本作は異世界に突如転移してしまったただの一般人に過ぎなかった、
原作主人公北郷一刀の成長と成り上がりっぷりが兎に角魅力的に描かれている作品で、

第一部だけでも主君劉備を逃がすために関羽も張飛も趙雲さえいない中で、
呂布・高順の最精鋭の軍勢十万に対し五百の兵を率いて決死の防衛戦を繰り広げるに至る。
作中序盤からずっと出て行けば死ぬとわかっている場所には出たくはなかったのだと、
その心情を吐露していた一刀に一体何があったのか。
ただの一般人から英傑に一変を遂げた一刀に対して納得出来る熱い描写が素晴らしいです。

勿論一刀以外のオリキャラを含めた原作キャラクターも輝いていて、
軍師の業に劉備の大徳に武人の生き様と各キャラクターの魅力が本当に引き出されています。
特に第2部で描かれたバラバラに散らばっても尚以心伝心な劉備軍の信頼と連帯、
更に絶望的な環境下に置かれても尚奮闘したオリキャラの司馬一族達がとても印象的。

そして戦争描写もしっかり迫力満点の戦乱模様が繰り広げられて、
第1部では13章での一刀が正しく英傑と呼ぶに相応しい偉業を成した高家堰砦の死闘と、
第2部では各陣営の思惑が入り混じる混戦となった6章洛陽宮殿での戦いがお気に入りです。

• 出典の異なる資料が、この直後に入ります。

//! Sender orchestrator
//!
//! Owns the candidate collector list and the cached primary address. Every
//! send tries the cached primary first, then the configured list in order,
//! running the full redirect drive from each starting address.

use std::time::Duration;
use tracing::{debug, info, warn};
use zbx_codec::{DeliveryMode, Metric, Packet, Response};
use zbx_config::{defaults, SenderSettings};

use crate::address::CollectorAddress;
use crate::error::{HostFailure, SenderError};
use crate::redirect::follow_redirects;
use crate::transports::{TcpTransport, TcpTransportConfig, Transport};
use crate::Result;

/// Outcome of a mixed batch: one independent result per delivery mode
///
/// `None` means that sub-batch was empty and nothing was sent for it.
#[derive(Debug, Default)]
pub struct BatchOutcome {
    pub active: Option<Result<Response>>,
    pub trapper: Option<Result<Response>>,
}

impl BatchOutcome {
    /// True when every packet that was sent succeeded
    pub fn is_success(&self) -> bool {
        self.results().all(|(_, result)| result.is_ok())
    }

    /// Sent sub-batches with their results, trapper first
    pub fn results(&self) -> impl Iterator<Item = (DeliveryMode, &Result<Response>)> {
        [
            (DeliveryMode::Trapper, self.trapper.as_ref()),
            (DeliveryMode::Active, self.active.as_ref()),
        ]
        .into_iter()
        .filter_map(|(mode, result)| result.map(|r| (mode, r)))
    }

    pub fn errors(&self) -> impl Iterator<Item = (DeliveryMode, &SenderError)> {
        self.results()
            .filter_map(|(mode, result)| result.as_ref().err().map(|e| (mode, e)))
    }
}

/// Sends packets to a set of collectors with failover and redirect handling
#[derive(Debug)]
pub struct Sender<T: Transport = TcpTransport> {
    hosts: Vec<CollectorAddress>,
    primary: Option<CollectorAddress>,
    max_redirects: usize,
    update_hosts: bool,
    transport: T,
}

impl Sender<TcpTransport> {
    /// Sender for a single collector with default timeouts
    pub fn new(address: &str) -> Result<Self> {
        Self::with_hosts([address])
    }

    /// Sender for an ordered list of collectors with default timeouts
    pub fn with_hosts<I, S>(addresses: I) -> Result<Self>
    where
        I: IntoIterator<Item = S>,
        S: AsRef<str>,
    {
        Self::with_transport(addresses, TcpTransport::default())
    }

    /// Sender for an ordered list of collectors with explicit connect/read/write timeouts
    pub fn with_timeouts<I, S>(
        addresses: I,
        connect: Duration,
        read: Duration,
        write: Duration,
    ) -> Result<Self>
    where
        I: IntoIterator<Item = S>,
        S: AsRef<str>,
    {
        Self::with_transport(addresses, TcpTransport::with_timeouts(connect, read, write))
    }

    pub fn from_settings(settings: &SenderSettings) -> Result<Self> {
        let transport = TcpTransport::new(TcpTransportConfig::from(settings));
        Ok(Self::with_transport(&settings.hosts, transport)?
            .max_redirects(settings.max_redirects)
            .update_hosts(settings.update_hosts))
    }
}

impl<T: Transport> Sender<T> {
    /// Sender over any transport; addresses are normalized up front
    pub fn with_transport<I, S>(addresses: I, transport: T) -> Result<Self>
    where
        I: IntoIterator<Item = S>,
        S: AsRef<str>,
    {
        let hosts = addresses
            .into_iter()
            .map(|raw| {
                let raw = raw.as_ref();
                CollectorAddress::parse(raw).map_err(|e| {
                    SenderError::configuration(
                        format!("invalid collector address '{}': {}", raw, e),
                        Some("hosts"),
                    )
                })
            })
            .collect::<Result<Vec<_>>>()?;

        if hosts.is_empty() {
            return Err(SenderError::configuration(
                "at least one collector address is required",
                Some("hosts"),
            ));
        }

        Ok(Self {
            hosts,
            primary: None,
            max_redirects: defaults::MAX_REDIRECTS,
            update_hosts: defaults::UPDATE_HOSTS,
            transport,
        })
    }

    /// Redirect hops followed per starting address
    pub fn max_redirects(mut self, max_redirects: usize) -> Self {
        self.max_redirects = max_redirects;
        self
    }

    /// Replace a list entry with the redirect target that accepted its packet
    pub fn update_hosts(mut self, enabled: bool) -> Self {
        self.update_hosts = enabled;
        self
    }

    pub fn hosts(&self) -> &[CollectorAddress] {
        &self.hosts
    }

    /// Most recent successful starting address
    pub fn primary(&self) -> Option<&CollectorAddress> {
        self.primary.as_ref()
    }

    pub fn clear_primary(&mut self) {
        self.primary = None;
    }

    pub fn transport(&self) -> &T {
        &self.transport
    }

    /// Send one packet: cached primary first, then every configured address in order
    pub async fn send(&mut self, packet: &Packet) -> Result<Response> {
        let mut failures = Vec::new();

        if let Some(primary) = self.primary.take() {
            match follow_redirects(&self.transport, &primary, packet, self.max_redirects).await {
                Ok(delivery) => {
                    self.primary = Some(primary);
                    return Ok(delivery.response);
                }
                Err(error) => {
                    warn!(
                        peer = %primary,
                        category = error.category(),
                        "Cached primary collector failed, clearing: {}",
                        error
                    );
                    failures.push(HostFailure {
                        address: primary,
                        error,
                    });
                }
            }
        }

        for index in 0..self.hosts.len() {
            let start = self.hosts[index].clone();
            match follow_redirects(&self.transport, &start, packet, self.max_redirects).await {
                Ok(delivery) => {
                    if self.update_hosts && delivery.final_address != start {
                        info!(
                            from = %start,
                            to = %delivery.final_address,
                            "Replacing collector address with redirect target"
                        );
                        self.hosts[index] = delivery.final_address;
                    }
                    info!(primary = %start, "Cached primary collector");
                    self.primary = Some(start);
                    return Ok(delivery.response);
                }
                Err(error) => {
                    warn!(
                        peer = %start,
                        category = error.category(),
                        "Collector failed: {}",
                        error
                    );
                    failures.push(HostFailure {
                        address: start,
                        error,
                    });
                }
            }
        }

        Err(SenderError::AllHostsFailed {
            attempted: failures.len(),
            failures,
        })
    }

    /// Split a mixed batch by delivery mode and send each part independently
    ///
    /// The trapper packet goes out first. A failure of one part never stops
    /// the other.
    pub async fn send_metrics(&mut self, metrics: &[Metric]) -> BatchOutcome {
        let (active, trapper): (Vec<Metric>, Vec<Metric>) =
            metrics.iter().cloned().partition(Metric::is_active);

        let trapper = self.send_batch(DeliveryMode::Trapper, trapper).await;
        let active = self.send_batch(DeliveryMode::Active, active).await;

        BatchOutcome { active, trapper }
    }

    async fn send_batch(
        &mut self,
        mode: DeliveryMode,
        metrics: Vec<Metric>,
    ) -> Option<Result<Response>> {
        if metrics.is_empty() {
            return None;
        }

        debug!(mode = mode.as_str(), metrics = metrics.len(), "Sending batch");
        let result = match Packet::data(mode, metrics) {
            Ok(packet) => self.send(&packet).await,
            Err(e) => Err(e.into()),
        };
        Some(result)
    }

    /// Register `host` for active checks
    ///
    /// Collectors confirm an autoregistration only on the second request, so
    /// any unsuccessful first round is followed by exactly one more. The
    /// registration fails as `RegistrationFailed` when some collector rejected
    /// the second round; otherwise the second round's error is returned.
    pub async fn register_host(&mut self, host: &str, host_metadata: &str) -> Result<()> {
        let packet = Packet::registration(host, host_metadata);

        match self.send(&packet).await {
            Ok(_) => return Ok(()),
            Err(e) => {
                debug!(
                    host,
                    category = e.category(),
                    "Registration not confirmed yet, sending second round: {}",
                    e
                );
            }
        }

        match self.send(&packet).await {
            Ok(_) => {
                info!(host, "Host registered");
                Ok(())
            }
            Err(e) => match e.first_rejection().map(str::to_string) {
                Some(info) => Err(SenderError::RegistrationFailed {
                    host: host.to_string(),
                    info,
                }),
                None => Err(e),
            },
        }
    }
}
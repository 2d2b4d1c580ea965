//! # Zabbix Sender Network Layer
//!
//! Delivers codec packets to Zabbix servers and proxies.
//!
//! - [`transports`]: one framed request/response exchange per TCP connection
//! - [`redirect`]: follows proxy-group redirects from one starting address
//! - [`sender`]: cached primary plus ordered host fallback, batch splitting
//!   by delivery mode and two-round host registration
//!
//! ```no_run
//! use zbx_codec::Metric;
//! use zbx_network::Sender;
//!
//! # async fn run() -> zbx_network::Result<()> {
//! let mut sender = Sender::with_hosts(["proxy-a:10051", "proxy-b"])?;
//! let outcome = sender
//!     .send_metrics(&[Metric::trapper("web-01", "orders.pending", "12")])
//!     .await;
//! if let Some(Ok(response)) = outcome.trapper {
//!     println!("{:?}", response.statistics());
//! }
//! # Ok(())
//! # }
//! ```

pub mod address;
pub mod error;
pub mod redirect;
pub mod sender;
pub mod transports;

#[cfg(test)]
mod testing;

pub use address::{AddressError, CollectorAddress};
pub use error::{HostFailure, IoPhase, Result, SenderError};
pub use redirect::{follow_redirects, Delivery};
pub use sender::{BatchOutcome, Sender};
pub use transports::{read_response_frame, TcpTransport, TcpTransportConfig, Transport};
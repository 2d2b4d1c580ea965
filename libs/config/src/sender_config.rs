//! Sender Configuration Module
//!
//! Loads sender settings from an optional TOML file with `ZBX_`-prefixed
//! environment overrides on top. Host entries may reference environment
//! variables (`${COLLECTOR}:10051`); they are expanded after loading.

use anyhow::{bail, Context, Result};
use config_crate::{Config, Environment, File};
use serde::{Deserialize, Serialize};
use std::path::Path;
use std::time::Duration;
use tracing::{debug, info};

use crate::defaults;

/// Settings for one sender instance
#[derive(Debug, Deserialize, Serialize, Clone, PartialEq, Eq)]
#[serde(default)]
pub struct SenderSettings {
    /// Candidate collector addresses, tried in order
    pub hosts: Vec<String>,

    /// Redirect hops followed per starting address
    pub max_redirects: usize,

    /// Replace a configured address with the redirect target that accepted
    pub update_hosts: bool,

    pub connect_timeout_ms: u64,
    pub read_timeout_ms: u64,
    pub write_timeout_ms: u64,

    /// Largest response body accepted (bytes)
    pub max_response_size: usize,
}

impl Default for SenderSettings {
    fn default() -> Self {
        Self {
            hosts: vec![format!("127.0.0.1:{}", defaults::DEFAULT_PORT)],
            max_redirects: defaults::MAX_REDIRECTS,
            update_hosts: defaults::UPDATE_HOSTS,
            connect_timeout_ms: defaults::CONNECT_TIMEOUT_MS,
            read_timeout_ms: defaults::READ_TIMEOUT_MS,
            write_timeout_ms: defaults::WRITE_TIMEOUT_MS,
            max_response_size: defaults::MAX_RESPONSE_SIZE,
        }
    }
}

impl SenderSettings {
    /// Settings for the given collectors with every other value defaulted
    pub fn for_hosts<I, S>(hosts: I) -> Self
    where
        I: IntoIterator<Item = S>,
        S: Into<String>,
    {
        Self {
            hosts: hosts.into_iter().map(Into::into).collect(),
            ..Default::default()
        }
    }

    /// Load settings: defaults, then `path` (if given), then `ZBX_*` variables
    pub fn load(path: Option<&Path>) -> Result<Self> {
        Self::load_with_prefix(path, defaults::ENV_PREFIX)
    }

    pub(crate) fn load_with_prefix(path: Option<&Path>, env_prefix: &str) -> Result<Self> {
        let mut builder = Config::builder();

        if let Some(path) = path {
            info!("Loading sender config: {:?}", path);
            builder = builder.add_source(File::from(path).required(true));
        }

        // ZBX_HOSTS="a:10051,b" becomes a list; nested keys use a double underscore
        builder = builder.add_source(
            Environment::with_prefix(env_prefix)
                .prefix_separator("_")
                .separator("__")
                .list_separator(",")
                .with_list_parse_key("hosts")
                .try_parsing(true),
        );

        let mut settings: SenderSettings = builder
            .build()
            .context("Failed to build sender configuration")?
            .try_deserialize()
            .context("Failed to deserialize sender configuration")?;

        settings.expand_env_vars()?;
        settings.validate()?;

        debug!(
            hosts = ?settings.hosts,
            max_redirects = settings.max_redirects,
            update_hosts = settings.update_hosts,
            "Sender configuration loaded"
        );
        Ok(settings)
    }

    /// Expand `$VAR` / `${VAR}` references in host entries
    pub fn expand_env_vars(&mut self) -> Result<()> {
        for host in &mut self.hosts {
            let expanded = shellexpand::env(host.as_str())
                .with_context(|| format!("Failed to expand host entry '{}'", host))?
                .trim()
                .to_string();
            *host = expanded;
        }
        Ok(())
    }

    /// Reject settings no sender could work with
    pub fn validate(&self) -> Result<()> {
        if self.hosts.is_empty() {
            bail!("At least one collector host must be configured");
        }
        if let Some(pos) = self.hosts.iter().position(|h| h.trim().is_empty()) {
            bail!("Collector host entry {} is empty", pos);
        }
        for (name, value) in [
            ("connect_timeout_ms", self.connect_timeout_ms),
            ("read_timeout_ms", self.read_timeout_ms),
            ("write_timeout_ms", self.write_timeout_ms),
        ] {
            if value == 0 {
                bail!("{} must be greater than zero", name);
            }
        }
        if self.max_response_size == 0 {
            bail!("max_response_size must be greater than zero");
        }
        Ok(())
    }

    pub fn connect_timeout(&self) -> Duration {
        Duration::from_millis(self.connect_timeout_ms)
    }

    pub fn read_timeout(&self) -> Duration {
        Duration::from_millis(self.read_timeout_ms)
    }

    pub fn write_timeout(&self) -> Duration {
        Duration::from_millis(self.write_timeout_ms)
    }

    /// Effective settings rendered as TOML
    pub fn to_toml_string(&self) -> Result<String> {
        toml::to_string(self).context("Failed to render sender configuration")
    }
}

そんな盛り上がるストーリーと魅力溢れるキャラクターに加えて熱くなれる戦争描写が
揃っている傑作なのでエターが気にならない方は是非一読してみて下さい。
自分は最終話に辿り着いた後直ぐに同作者別作品の聖将記を読むことで
悲しみを先延ばしにする技を習得しました。

自分用ここすき名場面リスト格納(完全ネタバレあり)

――かくして、再会の時は来る。

「今更ながらではありますが――お祝いを申し上げます」
「お、お祝いって??」
 おれの突然の言葉に、玄徳様は目をぱちくりさせる。
「はい。玄徳様は、諸侯が万金を投じても……いえ、そんな例えでは追いつきませんね。彼らが、領土の半分を差し出したところで、得ることが出来ない不世出の人物を、その麾下に置くことが出来た。そのお祝いを、申し上げます」
 そう言って、おれはその人物――鳳凰の雛たる、少女に視線を向けた。

 全滅か勝利か、2つに1つ。使わずにすめば、それに越したことはない。けれど、今のおれたちの状況では、使わずに済むという選択肢が見当たらない。だからこそ、鳳統はその危険性を十分に理解した上で、この作戦を立案したのだろう。
 自らを、渡河部隊に組み入れて。

「士元、どうして前線に出ようとした? おれが今言った程度のこと、士元が気づいていないわけはないだろう?」

劉備軍軍師 鳳統が心血を注いで築き上げた戦略図は、ここに全き完成を見る。

 そう言うと。
 趙雲は、玄徳様の前で。
 静かに、片膝をつき、頭を垂れた。
「劉家軍が主 劉玄徳殿に請う。我が槍、貴殿のために振るうことを、お許し願いたい」

「私が選ぶのは、私たち三人を幸せにしてくれて、それでもって、こんな悲しい時代を終わらせてくれる人。こんな条件を満たす人って、なかなかいないんだよね~♪」
 その台詞を言い終える頃には、張角はまたいつものほにゃっとした笑いを浮かべていた。

 戦うべき時は今だとわかっているのに。
 玄徳様が望む未来。誰もが笑って暮らせる世の中をつくるために、今、戦うべきだとわかっているのに。何も、剣をもって突撃するだけが戦いではない。たとえば、大声をあげて注意を逸らせば、立派にかく乱になる。
 だが、おれは、そんなことさえ出来ないでいた。
 いや、言葉を飾らずに言おう。
 出て行けば死ぬとわかっている場所に。
 関われば殺されるとわかっている場所に。
 おれは、出たくなんかなかったのだ。

「申し上げますッ! 街道より、劉の旗を掲げた一団が接近しておりますッ!!」
「――小沛城主、劉玄徳が麾下、北郷一刀」

「もしかして――あの襲撃の日から、ずっとそうなのかな?」
「一刀さんは、多分、まだしばらくは、食欲もなくなるし、眠るのも難しいままだと思う。でも、そんな時でも、今みたいに無理やりにでも、これまでどおり、きちんと食べて、きちんと眠ること。少なくとも、そうするように努めること。身体をこれまでどおりに保っていれば、いずれ心の方も落ち着いてくる筈だから」 
私もそうだったしね、と玄徳様は小さく呟くが、すでに意識を手放しかけていたおれは、その言葉を聞くことが出来なかった。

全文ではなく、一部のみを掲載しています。